Defiant further claims that between the IP blacklist and their Wordfence brute-force protection module, more than 5 million authentication requests from the attackers have been blocked by the company. This is a large-scale campaign where infected websites implement dictionary attacks on new, uninfected websites. Using this attack method, the bots can endlessly try different usernames and passwords combination until the real code is identified and the bot manages to break into a WordPress site.
Defiant Security’s Mikey Veenstra offers additional insight into the campaign. According to Veenstra, the botnets are being run by C&C servers that make the infected sites locate and infect other secure sites. More than 14,000 proxy servers are deployed to transmit information across the servers, and a listing of WordPress targets is also identified that the bots will be attacking.
“If the brute force script was attempting to log on to example.com as the user Alice, it will generate passwords like the example, alice1, alice2018, and so on. While this tactic is unlikely to succeed on any one given site, it can be very effective when used at scale across a large number of targets,” stated Veenstra.
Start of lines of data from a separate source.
/// Durable storage for templates, records and thresholds
///
/// Batches passed to [`Store::apply`] must be applied in order; a batch that
/// fails with [`StoreError::PersistenceUnavailable`] may be retried as a
/// whole.
pub trait Store: Send + Sync {
    /// Apply a batch of writes in order
    fn apply(&self, ops: &[StoreOp]) -> Result<(), StoreError>;

    /// Point lookup of a template, evicted or not
    fn template(&self, device: &DeviceId, id: TemplateId) -> Result<Option<Template>, StoreError>;

    /// Templates of a device in id order
    fn templates(&self, device: &DeviceId, active_only: bool) -> Result<Vec<Template>, StoreError>;

    /// Records of a device in sequence order, optionally limited to those
    /// overlapping `range`
    fn records(
        &self,
        device: &DeviceId,
        range: Option<TimeSpan>,
    ) -> Result<Vec<CompactRecord>, StoreError>;

    /// Newest record of a device
    ///
    /// The default reads every record; backends should override it with a
    /// point read.
    fn last_record(&self, device: &DeviceId) -> Result<Option<CompactRecord>, StoreError> {
        Ok(self.records(device, None)?.pop())
    }

    /// Last persisted threshold of a device
    fn threshold(&self, device: &DeviceId) -> Result<Option<f64>, StoreError>;

    /// Every device with stored data
    fn devices(&self) -> Result<Vec<DeviceId>, StoreError>;
}

impl<S: Store + ?Sized> Store for Arc<S> {
    fn apply(&self, ops: &[StoreOp]) -> Result<(), StoreError> {
        (**self).apply(ops)
    }

    fn template(&self, device: &DeviceId, id: TemplateId) -> Result<Option<Template>, StoreError> {
        (**self).template(device, id)
    }

    fn templates(&self, device: &DeviceId, active_only: bool) -> Result<Vec<Template>, StoreError> {
        (**self).templates(device, active_only)
    }

    fn records(
        &self,
        device: &DeviceId,
        range: Option<TimeSpan>,
    ) -> Result<Vec<CompactRecord>, StoreError> {
        (**self).records(device, range)
    }

    fn last_record(&self, device: &DeviceId) -> Result<Option<CompactRecord>, StoreError> {
        (**self).last_record(device)
    }

    fn threshold(&self, device: &DeviceId) -> Result<Option<f64>, StoreError> {
        (**self).threshold(device)
    }

    fn devices(&self) -> Result<Vec<DeviceId>, StoreError> {
        (**self).devices()
    }
}

/// Template as persisted, with its eviction flag
#[derive(Debug, Clone, PartialEq, Serialize, Deserialize)]
pub struct StoredTemplate {
    /// The template
    pub template: Template,
    /// Whether it has been removed from active matching
    pub evicted: bool,
}

#[derive(Debug, Clone, Default)]
struct DeviceTables {
    templates: BTreeMap<TemplateId, StoredTemplate>,
    records: BTreeMap<u64, CompactRecord>,
    threshold: Option<f64>,
}

/// Flat serializable form of the whole store
#[derive(Debug, Default, Serialize, Deserialize)]
struct SnapshotBody {
    templates: Vec<StoredTemplate>,
    records: Vec<CompactRecord>,
    thresholds: Vec<(DeviceId, f64)>,
}

/// Ordered in-memory store
#[derive(Debug, Default)]
pub struct MemoryStore {
    tables: RwLock<BTreeMap<DeviceId, DeviceTables>>,
}

impl MemoryStore {
    /// Create an empty store
    pub fn new() -> Self {
        Self::default()
    }

    /// Total number of records across devices
    pub fn record_count(&self) -> usize {
        self.read()
            .map(|t| t.values().map(|d| d.records.len()).sum())
            .unwrap_or(0)
    }

    /// Total number of templates (active and evicted) across devices
    pub fn template_count(&self) -> usize {
        self.read()
            .map(|t| t.values().map(|d| d.templates.len()).sum())
            .unwrap_or(0)
    }

    /// Serialize into snapshot bytes
    pub fn to_snapshot_bytes(&self) -> Result<Vec<u8>, StoreError> {
        let body = {
            let tables = self.read()?;
            let mut snapshot = SnapshotBody::default();
            for (device, t) in tables.iter() {
                snapshot.templates.extend(t.templates.values().cloned());
                snapshot.records.extend(t.records.values().cloned());
                if let Some(tau) = t.threshold {
                    snapshot.thresholds.push((device.clone(), tau));
                }
            }
            serde_json::to_vec(&snapshot).map_err(|e| StoreError::Corrupt {
                reason: e.to_string(),
            })?
        };

        let mut bytes = Vec::with_capacity(SNAPSHOT_HEADER_SIZE + body.len());
        bytes.extend_from_slice(&SNAPSHOT_MAGIC);
        bytes.extend_from_slice(&SNAPSHOT_FORMAT_VERSION.to_le_bytes());
        bytes.extend_from_slice(&(body.len() as u64).to_le_bytes());
        bytes.extend_from_slice(&CRC32.checksum(&body).to_le_bytes());
        bytes.extend_from_slice(&body);
        Ok(bytes)
    }

    /// Rebuild a store from snapshot bytes
    pub fn from_snapshot_bytes(data: &[u8]) -> Result<Self, StoreError> {
        if data.len() < SNAPSHOT_HEADER_SIZE {
            return Err(corrupt(format!(
                "snapshot too short: {} bytes",
                data.len()
            )));
        }
        if data[0..4] != SNAPSHOT_MAGIC {
            return Err(corrupt("invalid magic bytes".to_string()));
        }

        let version = u32::from_le_bytes(le_array(&data[4..8]));
        if version != SNAPSHOT_FORMAT_VERSION {
            return Err(corrupt(format!("unsupported format version {}", version)));
        }
        let body_len = u64::from_le_bytes(le_array(&data[8..16])) as usize;
        let stored_crc = u32::from_le_bytes(le_array(&data[16..20]));

        let body = &data[SNAPSHOT_HEADER_SIZE..];
        if body.len() != body_len {
            return Err(corrupt(format!(
                "body length {} does not match header {}",
                body.len(),
                body_len
            )));
        }
        let computed_crc = CRC32.checksum(body);
        if computed_crc != stored_crc {
            return Err(corrupt(format!(
                "checksum mismatch: expected {:08x}, got {:08x}",
                stored_crc, computed_crc
            )));
        }

        let snapshot: SnapshotBody =
            serde_json::from_slice(body).map_err(|e| corrupt(e.to_string()))?;

        let mut tables: BTreeMap<DeviceId, DeviceTables> = BTreeMap::new();
        for stored in snapshot.templates {
            tables
                .entry(stored.template.device_id.clone())
                .or_default()
                .templates
                .insert(stored.template.id, stored);
        }
        for record in snapshot.records {
            tables
                .entry(record.device_id.clone())
                .or_default()
                .records
                .insert(record.seq, record);
        }
        for (device, tau) in snapshot.thresholds {
            tables.entry(device).or_default().threshold = Some(tau);
        }

        Ok(Self {
            tables: RwLock::new(tables),
        })
    }

    /// Write a snapshot file (via a temporary file and rename)
    pub fn save_snapshot(&self, path: &Path) -> Result<(), StoreError> {
        let bytes = self.to_snapshot_bytes()?;
        let tmp = path.with_extension("tmp");
        {
            let mut file = std::fs::File::create(&tmp)?;
            file.write_all(&bytes)?;
            file.sync_all()?;
        }
        std::fs::rename(&tmp, path)?;
        log::debug!("snapshot saved to {} ({} bytes)", path.display(), bytes.len());
        Ok(())
    }

    /// Load a snapshot file
    pub fn load_snapshot(path: &Path) -> Result<Self, StoreError> {
        let bytes = std::fs::read(path)?;
        Self::from_snapshot_bytes(&bytes)
    }

    fn read(&self) -> Result<RwLockReadGuard<'_, BTreeMap<DeviceId, DeviceTables>>, StoreError> {
        self.tables.read().map_err(|_| StoreError::PersistenceUnavailable {
            reason: "store lock poisoned".to_string(),
        })
    }

    fn write(&self) -> Result<RwLockWriteGuard<'_, BTreeMap<DeviceId, DeviceTables>>, StoreError> {
        self.tables.write().map_err(|_| StoreError::PersistenceUnavailable {
            reason: "store lock poisoned".to_string(),
        })
    }
}

impl Store for MemoryStore {
    fn apply(&self, ops: &[StoreOp]) -> Result<(), StoreError> {
        let mut tables = self.write()?;
        for op in ops {
            match op {
                StoreOp::PutTemplate(template) => {
                    let device = tables.entry(template.device_id.clone()).or_default();
                    let evicted = device
                        .templates
                        .get(&template.id)
                        .map_or(false, |t| t.evicted);
                    device.templates.insert(
                        template.id,
                        StoredTemplate {
                            template: template.clone(),
                            evicted,
                        },
                    );
                }
                StoreOp::MarkEvicted {
                    device_id,
                    template_id,
                } => {
                    if let Some(t) = tables
                        .get_mut(device_id)
                        .and_then(|d| d.templates.get_mut(template_id))
                    {
                        t.evicted = true;
                    }
                }
                StoreOp::AppendRecord(record) => {
                    tables
                        .entry(record.device_id.clone())
                        .or_default()
                        .records
                        .insert(record.seq, record.clone());
                }
                StoreOp::PutThreshold { device_id, tau } => {
                    tables.entry(device_id.clone()).or_default().threshold = Some(*tau);
                }
            }
        }
        Ok(())
    }

    fn template(&self, device: &DeviceId, id: TemplateId) -> Result<Option<Template>, StoreError> {
        Ok(self
            .read()?
            .get(device)
            .and_then(|d| d.templates.get(&id))
            .map(|t| t.template.clone()))
    }

    fn templates(&self, device: &DeviceId, active_only: bool) -> Result<Vec<Template>, StoreError> {
        Ok(self
            .read()?
            .get(device)
            .map(|d| {
                d.templates
                    .values()
                    .filter(|t| !(active_only && t.evicted))
                    .map(|t| t.template.clone())
                    .collect()
            })
            .unwrap_or_default())
    }

    fn records(
        &self,
        device: &DeviceId,
        range: Option<TimeSpan>,
    ) -> Result<Vec<CompactRecord>, StoreError> {
        let tables = self.read()?;
        let Some(d) = tables.get(device) else {
            return Ok(Vec::new());
        };
        let records = match range {
            None => d.records.values().cloned().collect(),
            // Spans grow with seq, so the scan stops at the first record past the range
            Some(range) => d
                .records
                .values()
                .skip_while(|r| r.span.end < range.start)
                .take_while(|r| r.span.start <= range.end)
                .filter(|r| r.span.overlaps(&range))
                .cloned()
                .collect(),
        };
        Ok(records)
    }

    fn last_record(&self, device: &DeviceId) -> Result<Option<CompactRecord>, StoreError> {
        Ok(self
            .read()?
            .get(device)
            .and_then(|d| d.records.values().next_back().cloned()))
    }

    fn threshold(&self, device: &DeviceId) -> Result<Option<f64>, StoreError> {
        Ok(self.read()?.get(device).and_then(|d| d.threshold))
    }

    fn devices(&self) -> Result<Vec<DeviceId>, StoreError> {
        Ok(self.read()?.keys().cloned().collect())
    }
}

fn corrupt(reason: String) -> StoreError {
    StoreError::Corrupt { reason }
}

fn le_array<const N: usize>(bytes: &[u8]) -> [u8; N] {
    let mut out = [0u8; N];
    out.copy_from_slice(&bytes[..N]);
    out
}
“We also noted that the User-Agent strings associated with these requests matched those used by applications commonly seen interacting with the XML-RPC interface, like
wp-android” added Veenstra.
Basically, brute-force attacks target the WordPress XML-RPC implementation to extract username and password combination for a website and look for valid accounts. XML-RPC is the endpoint (located in the WordPress root directory at the xmlrpc.php file) used by external users to post content on a WordPress site remotely using the WordPress APIs.
The issue with XML-RPC is that in its default implementation it performs rate limiting on the number of API requests issues against it. So, an attacker can try throughout the day to break into the website using different combinations of usernames and passwords. No one will receive an alert unless the logs are manually checked.
Reportedly, four C&C serves are utilized by the attackers to issue commands to the army of WordPress botnet. The proxy servers are located at the Best-Proxies.ru service in Russia.
However, Defiant Security also claims that the botnet isn’t as sophisticatedly created, and hence, it isn’t foolproof. Security researchers have identified the infrastructure that’s supporting these attacks as well as the loopholes present in the authentication system. It is possible to protect your website from the WordPress botnet.
The task of safeguarding your WordPress site involves a lot more than security plugin installation. You need to devise a complete strategy, taking even subtle nuances into consideration. The best possible solution is to install a security plugin that can prevent brute-force attacks/dictionary attacks because the XML-RPC service cannot bypass security plugins even if there are repeated attempts to login on your website.